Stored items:
====

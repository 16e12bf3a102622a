use criterion::{black_box, criterion_group, criterion_main, BatchSize, Criterion};
use rand::rngs::StdRng;
use rand::{Rng, SeedableRng};

use sky_orbits::config::SystemConfig;
use sky_orbits::kepler::KeplerSolver;

/// Mean anomalies spread over several turns, [−4π, 4π)
#[inline]
fn rand_mean_anomaly(rng: &mut StdRng) -> f64 {
    (rng.random::<f64>() - 0.5) * 4.0 * std::f64::consts::TAU
}

fn random_cases(rng: &mut StdRng, samples: usize) -> Vec<f64> {
    (0..samples).map(|_| rand_mean_anomaly(rng)).collect()
}

/// One eccentricity per batch, `samples` mean anomalies solved at once.
fn bench_regime(c: &mut Criterion, name: &str, seed: u64, e_range: std::ops::Range<f64>) {
    let mut rng = StdRng::seed_from_u64(seed);
    let solver = KeplerSolver::default();
    let samples = 10_000usize;

    c.bench_function(name, |b| {
        b.iter_batched(
            || {
                let e = rng.random_range(e_range.clone());
                (e, random_cases(&mut rng, samples))
            },
            |(e, ms)| {
                let ecc = solver.solve(black_box(&ms), black_box(e)).unwrap();
                black_box(ecc);
            },
            BatchSize::LargeInput,
        )
    });
}

/// Typical regime: e ∈ [0.0, 0.7)
fn bench_typical(c: &mut Criterion) {
    bench_regime(c, "solve_kepler/typical_e<0.7", 0xDEADBEEF, 0.0..0.7);
}

/// High-eccentricity (still elliptic): e ∈ [0.7, 0.99)
fn bench_high_e(c: &mut Criterion) {
    bench_regime(c, "solve_kepler/high_e_0.7..0.99", 0xBADF00D, 0.7..0.99);
}

/// Near-circular regime: e ≈ 1e-12
fn bench_near_circular(c: &mut Criterion) {
    bench_regime(
        c,
        "solve_kepler/near_circular_e=1e-12",
        0xFEEDFACE,
        1e-12..2e-12,
    );
}

/// Near-parabolic case around periastron, where Newton needs the most iterations.
fn bench_near_parabolic(c: &mut Criterion) {
    let solver = KeplerSolver::default();
    let ms: Vec<f64> = (0..1_000).map(|k| -0.05 + 1e-4 * k as f64).collect();

    c.bench_function("solve_kepler/near_parabolic_e=0.999", |b| {
        b.iter(|| black_box(solver.solve(black_box(&ms), black_box(0.999)).ok()))
    });
}

/// Full two-body run: 100 years sampled every 10 days, without the stop rule.
fn bench_two_body_propagation(c: &mut Criterion) {
    let mut config = SystemConfig::two_body_default();
    config.stop = None;
    let system = config.build_system().unwrap();
    let times = config.time_grid().unwrap();

    c.bench_function("orbit_system/two_body_100y", |b| {
        b.iter(|| black_box(system.propagate(black_box(&times)).unwrap()))
    });
}

criterion_group!(
    name = benches;
    config = Criterion::default();
    targets = bench_typical, bench_high_e, bench_near_circular, bench_near_parabolic,
        bench_two_body_propagation
);
criterion_main!(benches);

====

Task details: Give the data again, exactly as it stands.

Final answer:
repository 16e12bf3a102622a
use criterion::{black_box, criterion_group, criterion_main, BatchSize, Criterion};
use rand::rngs::StdRng;
use rand::{Rng, SeedableRng};

use sky_orbits::config::SystemConfig;
use sky_orbits::kepler::KeplerSolver;

/// Mean anomalies spread over several turns, [−4π, 4π)
#[inline]
fn rand_mean_anomaly(rng: &mut StdRng) -> f64 {
    (rng.random::<f64>() - 0.5) * 4.0 * std::f64::consts::TAU
}

fn random_cases(rng: &mut StdRng, samples: usize) -> Vec<f64> {
    (0..samples).map(|_| rand_mean_anomaly(rng)).collect()
}

/// One eccentricity per batch, `samples` mean anomalies solved at once.
fn bench_regime(c: &mut Criterion, name: &str, seed: u64, e_range: std::ops::Range<f64>) {
    let mut rng = StdRng::seed_from_u64(seed);
    let solver = KeplerSolver::default();
    let samples = 10_000usize;

    c.bench_function(name, |b| {
        b.iter_batched(
            || {
                let e = rng.random_range(e_range.clone());
                (e, random_cases(&mut rng, samples))
            },
            |(e, ms)| {
                let ecc = solver.solve(black_box(&ms), black_box(e)).unwrap();
                black_box(ecc);
            },
            BatchSize::LargeInput,
        )
    });
}

/// Typical regime: e ∈ [0.0, 0.7)
fn bench_typical(c: &mut Criterion) {
    bench_regime(c, "solve_kepler/typical_e<0.7", 0xDEADBEEF, 0.0..0.7);
}

/// High-eccentricity (still elliptic): e ∈ [0.7, 0.99)
fn bench_high_e(c: &mut Criterion) {
    bench_regime(c, "solve_kepler/high_e_0.7..0.99", 0xBADF00D, 0.7..0.99);
}

/// Near-circular regime: e ≈ 1e-12
fn bench_near_circular(c: &mut Criterion) {
    bench_regime(
        c,
        "solve_kepler/near_circular_e=1e-12",
        0xFEEDFACE,
        1e-12..2e-12,
    );
}

/// Near-parabolic case around periastron, where Newton needs the most iterations.
fn bench_near_parabolic(c: &mut Criterion) {
    let solver = KeplerSolver::default();
    let ms: Vec<f64> = (0..1_000).map(|k| -0.05 + 1e-4 * k as f64).collect();

    c.bench_function("solve_kepler/near_parabolic_e=0.999", |b| {
        b.iter(|| black_box(solver.solve(black_box(&ms), black_box(0.999)).ok()))
    });
}

/// Full two-body run: 100 years sampled every 10 days, without the stop rule.
fn bench_two_body_propagation(c: &mut Criterion) {
    let mut config = SystemConfig::two_body_default();
    config.stop = None;
    let system = config.build_system().unwrap();
    let times = config.time_grid().unwrap();

    c.bench_function("orbit_system/two_body_100y", |b| {
        b.iter(|| black_box(system.propagate(black_box(&times)).unwrap()))
    });
}

criterion_group!(
    name = benches;
    config = Criterion::default();
    targets = bench_typical, bench_high_e, bench_near_circular, bench_near_parabolic,
        bench_two_body_propagation
);
criterion_main!(benches);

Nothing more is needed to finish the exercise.